*Prompt*.
Across the entries that follow, count each line holding "repository" and state the total alone.

(Stored items)

:::::

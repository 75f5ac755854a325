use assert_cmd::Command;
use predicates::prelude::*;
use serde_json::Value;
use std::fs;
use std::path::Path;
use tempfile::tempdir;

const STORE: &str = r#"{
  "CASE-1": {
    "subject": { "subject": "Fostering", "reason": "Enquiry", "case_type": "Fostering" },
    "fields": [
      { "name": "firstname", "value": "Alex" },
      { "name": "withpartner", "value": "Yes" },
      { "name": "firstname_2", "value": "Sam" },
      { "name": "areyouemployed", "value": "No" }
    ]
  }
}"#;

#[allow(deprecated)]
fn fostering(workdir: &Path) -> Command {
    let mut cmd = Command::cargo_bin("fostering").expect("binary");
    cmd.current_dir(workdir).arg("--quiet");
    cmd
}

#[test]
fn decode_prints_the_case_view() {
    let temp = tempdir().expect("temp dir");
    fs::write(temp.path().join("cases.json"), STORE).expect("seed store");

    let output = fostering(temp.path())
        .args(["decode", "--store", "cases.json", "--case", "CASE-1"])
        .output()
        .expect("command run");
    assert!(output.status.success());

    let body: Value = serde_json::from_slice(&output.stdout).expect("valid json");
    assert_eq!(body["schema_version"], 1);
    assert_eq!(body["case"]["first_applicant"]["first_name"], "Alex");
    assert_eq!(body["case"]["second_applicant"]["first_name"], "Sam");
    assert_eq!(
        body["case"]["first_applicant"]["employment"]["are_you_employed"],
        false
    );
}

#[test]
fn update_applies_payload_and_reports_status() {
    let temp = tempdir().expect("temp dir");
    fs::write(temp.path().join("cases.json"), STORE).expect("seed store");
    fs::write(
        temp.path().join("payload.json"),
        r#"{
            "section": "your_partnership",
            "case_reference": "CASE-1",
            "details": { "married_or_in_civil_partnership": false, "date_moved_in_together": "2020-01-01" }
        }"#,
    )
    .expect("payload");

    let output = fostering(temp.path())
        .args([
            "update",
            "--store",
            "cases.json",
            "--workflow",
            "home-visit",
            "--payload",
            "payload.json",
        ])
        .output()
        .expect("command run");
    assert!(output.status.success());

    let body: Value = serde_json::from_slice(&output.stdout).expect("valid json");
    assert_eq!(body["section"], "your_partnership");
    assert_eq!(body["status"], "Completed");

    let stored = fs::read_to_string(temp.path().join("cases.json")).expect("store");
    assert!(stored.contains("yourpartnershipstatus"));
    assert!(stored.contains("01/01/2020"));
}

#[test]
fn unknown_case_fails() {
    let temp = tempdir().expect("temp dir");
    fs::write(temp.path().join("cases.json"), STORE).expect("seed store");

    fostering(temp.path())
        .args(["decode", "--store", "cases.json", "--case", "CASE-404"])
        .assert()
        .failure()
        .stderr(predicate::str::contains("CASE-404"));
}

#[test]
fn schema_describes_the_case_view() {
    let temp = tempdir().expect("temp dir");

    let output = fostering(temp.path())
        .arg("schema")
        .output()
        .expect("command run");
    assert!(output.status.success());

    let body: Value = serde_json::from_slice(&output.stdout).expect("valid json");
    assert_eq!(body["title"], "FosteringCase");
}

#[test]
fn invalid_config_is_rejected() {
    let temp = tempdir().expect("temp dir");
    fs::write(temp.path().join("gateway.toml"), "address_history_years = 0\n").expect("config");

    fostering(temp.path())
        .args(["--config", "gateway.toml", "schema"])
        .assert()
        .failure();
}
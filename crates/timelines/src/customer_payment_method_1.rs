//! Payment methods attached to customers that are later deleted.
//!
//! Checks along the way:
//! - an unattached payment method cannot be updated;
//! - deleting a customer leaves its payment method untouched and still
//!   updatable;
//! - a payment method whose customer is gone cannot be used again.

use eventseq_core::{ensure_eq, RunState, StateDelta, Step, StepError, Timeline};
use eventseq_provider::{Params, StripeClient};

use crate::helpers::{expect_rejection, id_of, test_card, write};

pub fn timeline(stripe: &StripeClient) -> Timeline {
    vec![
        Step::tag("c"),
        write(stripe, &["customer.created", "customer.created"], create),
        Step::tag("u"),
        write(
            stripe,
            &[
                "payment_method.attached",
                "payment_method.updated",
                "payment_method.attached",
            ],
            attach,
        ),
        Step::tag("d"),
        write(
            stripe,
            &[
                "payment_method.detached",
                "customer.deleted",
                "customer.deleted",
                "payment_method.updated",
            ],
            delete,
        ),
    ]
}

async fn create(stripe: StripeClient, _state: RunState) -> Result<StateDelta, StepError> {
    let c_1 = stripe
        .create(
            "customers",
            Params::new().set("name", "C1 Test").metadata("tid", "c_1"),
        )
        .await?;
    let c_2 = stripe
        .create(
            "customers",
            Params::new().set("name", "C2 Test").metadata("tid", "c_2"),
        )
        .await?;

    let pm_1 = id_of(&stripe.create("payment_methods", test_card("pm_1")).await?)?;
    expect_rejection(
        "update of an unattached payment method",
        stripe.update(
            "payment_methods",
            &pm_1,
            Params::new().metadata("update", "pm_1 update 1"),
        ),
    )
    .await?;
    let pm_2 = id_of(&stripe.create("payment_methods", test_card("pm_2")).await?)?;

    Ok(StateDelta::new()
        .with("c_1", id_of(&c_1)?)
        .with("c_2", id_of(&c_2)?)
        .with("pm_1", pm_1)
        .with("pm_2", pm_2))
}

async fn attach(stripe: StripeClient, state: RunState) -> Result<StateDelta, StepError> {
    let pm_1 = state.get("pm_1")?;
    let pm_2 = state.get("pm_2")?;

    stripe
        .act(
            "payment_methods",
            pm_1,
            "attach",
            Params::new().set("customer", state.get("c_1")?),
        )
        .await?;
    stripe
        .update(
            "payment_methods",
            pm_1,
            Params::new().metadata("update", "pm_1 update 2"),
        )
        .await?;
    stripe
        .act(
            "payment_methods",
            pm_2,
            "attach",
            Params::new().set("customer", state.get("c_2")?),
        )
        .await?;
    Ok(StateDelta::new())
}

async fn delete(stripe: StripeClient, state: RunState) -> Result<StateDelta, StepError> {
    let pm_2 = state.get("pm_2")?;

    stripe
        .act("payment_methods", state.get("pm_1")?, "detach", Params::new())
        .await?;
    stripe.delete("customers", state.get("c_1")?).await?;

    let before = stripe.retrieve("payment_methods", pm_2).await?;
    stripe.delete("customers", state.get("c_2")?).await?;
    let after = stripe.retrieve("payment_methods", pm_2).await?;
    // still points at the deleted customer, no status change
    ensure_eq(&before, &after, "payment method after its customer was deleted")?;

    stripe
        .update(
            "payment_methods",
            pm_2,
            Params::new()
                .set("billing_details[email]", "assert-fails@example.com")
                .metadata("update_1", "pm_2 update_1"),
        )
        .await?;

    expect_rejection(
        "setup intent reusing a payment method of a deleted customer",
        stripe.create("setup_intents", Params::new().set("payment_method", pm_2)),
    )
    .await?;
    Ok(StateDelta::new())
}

:::::

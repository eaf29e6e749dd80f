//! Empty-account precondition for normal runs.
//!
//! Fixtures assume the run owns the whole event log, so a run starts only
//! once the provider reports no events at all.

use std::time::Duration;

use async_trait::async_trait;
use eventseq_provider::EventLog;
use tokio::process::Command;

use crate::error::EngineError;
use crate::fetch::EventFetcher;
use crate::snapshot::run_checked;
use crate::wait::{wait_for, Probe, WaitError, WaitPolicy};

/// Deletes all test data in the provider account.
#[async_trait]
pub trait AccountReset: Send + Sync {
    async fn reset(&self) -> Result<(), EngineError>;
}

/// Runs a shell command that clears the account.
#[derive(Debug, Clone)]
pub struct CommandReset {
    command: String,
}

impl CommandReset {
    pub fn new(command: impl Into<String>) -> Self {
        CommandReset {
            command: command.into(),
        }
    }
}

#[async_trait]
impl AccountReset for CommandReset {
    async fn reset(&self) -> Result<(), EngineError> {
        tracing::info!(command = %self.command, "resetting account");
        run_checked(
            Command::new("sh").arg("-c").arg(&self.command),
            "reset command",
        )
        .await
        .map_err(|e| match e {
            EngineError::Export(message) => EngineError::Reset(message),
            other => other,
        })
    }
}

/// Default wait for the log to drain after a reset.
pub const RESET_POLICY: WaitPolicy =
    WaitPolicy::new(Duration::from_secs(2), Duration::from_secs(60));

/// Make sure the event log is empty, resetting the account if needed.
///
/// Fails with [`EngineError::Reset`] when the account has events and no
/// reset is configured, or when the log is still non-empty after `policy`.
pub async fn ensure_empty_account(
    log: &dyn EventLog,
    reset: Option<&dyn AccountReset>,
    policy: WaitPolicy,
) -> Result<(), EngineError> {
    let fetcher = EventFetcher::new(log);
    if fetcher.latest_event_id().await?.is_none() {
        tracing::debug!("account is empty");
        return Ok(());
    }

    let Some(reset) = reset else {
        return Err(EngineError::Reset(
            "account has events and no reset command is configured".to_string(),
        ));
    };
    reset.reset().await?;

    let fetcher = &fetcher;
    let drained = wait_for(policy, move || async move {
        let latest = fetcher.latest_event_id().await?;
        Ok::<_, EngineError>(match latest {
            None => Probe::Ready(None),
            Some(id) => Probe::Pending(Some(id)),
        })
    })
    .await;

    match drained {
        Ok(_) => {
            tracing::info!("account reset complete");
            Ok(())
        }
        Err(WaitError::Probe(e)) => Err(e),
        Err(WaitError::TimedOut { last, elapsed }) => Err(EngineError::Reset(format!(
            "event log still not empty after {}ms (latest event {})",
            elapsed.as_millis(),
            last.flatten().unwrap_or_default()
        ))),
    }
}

:::::

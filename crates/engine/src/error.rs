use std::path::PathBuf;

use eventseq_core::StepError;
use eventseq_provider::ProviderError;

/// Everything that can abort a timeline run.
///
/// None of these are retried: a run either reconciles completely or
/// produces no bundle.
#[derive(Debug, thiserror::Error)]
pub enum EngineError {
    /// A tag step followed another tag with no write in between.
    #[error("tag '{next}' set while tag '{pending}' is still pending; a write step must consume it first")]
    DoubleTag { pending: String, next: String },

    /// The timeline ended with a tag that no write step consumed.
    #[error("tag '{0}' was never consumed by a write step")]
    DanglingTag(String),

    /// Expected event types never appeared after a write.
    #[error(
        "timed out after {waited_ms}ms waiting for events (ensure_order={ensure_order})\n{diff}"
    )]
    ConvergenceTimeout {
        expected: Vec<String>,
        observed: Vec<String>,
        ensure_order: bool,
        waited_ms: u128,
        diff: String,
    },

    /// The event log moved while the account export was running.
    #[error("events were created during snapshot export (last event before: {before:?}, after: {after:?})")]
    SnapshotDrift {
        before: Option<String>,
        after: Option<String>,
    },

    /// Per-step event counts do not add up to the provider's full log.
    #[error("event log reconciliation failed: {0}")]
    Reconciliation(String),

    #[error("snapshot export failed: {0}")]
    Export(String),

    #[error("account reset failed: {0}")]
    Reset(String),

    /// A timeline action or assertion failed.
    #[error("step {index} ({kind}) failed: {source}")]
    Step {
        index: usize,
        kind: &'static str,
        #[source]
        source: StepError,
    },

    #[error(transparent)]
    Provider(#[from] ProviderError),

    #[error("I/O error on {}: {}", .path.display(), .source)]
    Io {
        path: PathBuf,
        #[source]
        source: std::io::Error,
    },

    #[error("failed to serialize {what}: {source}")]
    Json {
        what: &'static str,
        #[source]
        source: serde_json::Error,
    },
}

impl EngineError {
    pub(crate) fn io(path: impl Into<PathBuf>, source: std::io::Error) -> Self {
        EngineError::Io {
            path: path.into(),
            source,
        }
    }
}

:::::

*Task response*.
2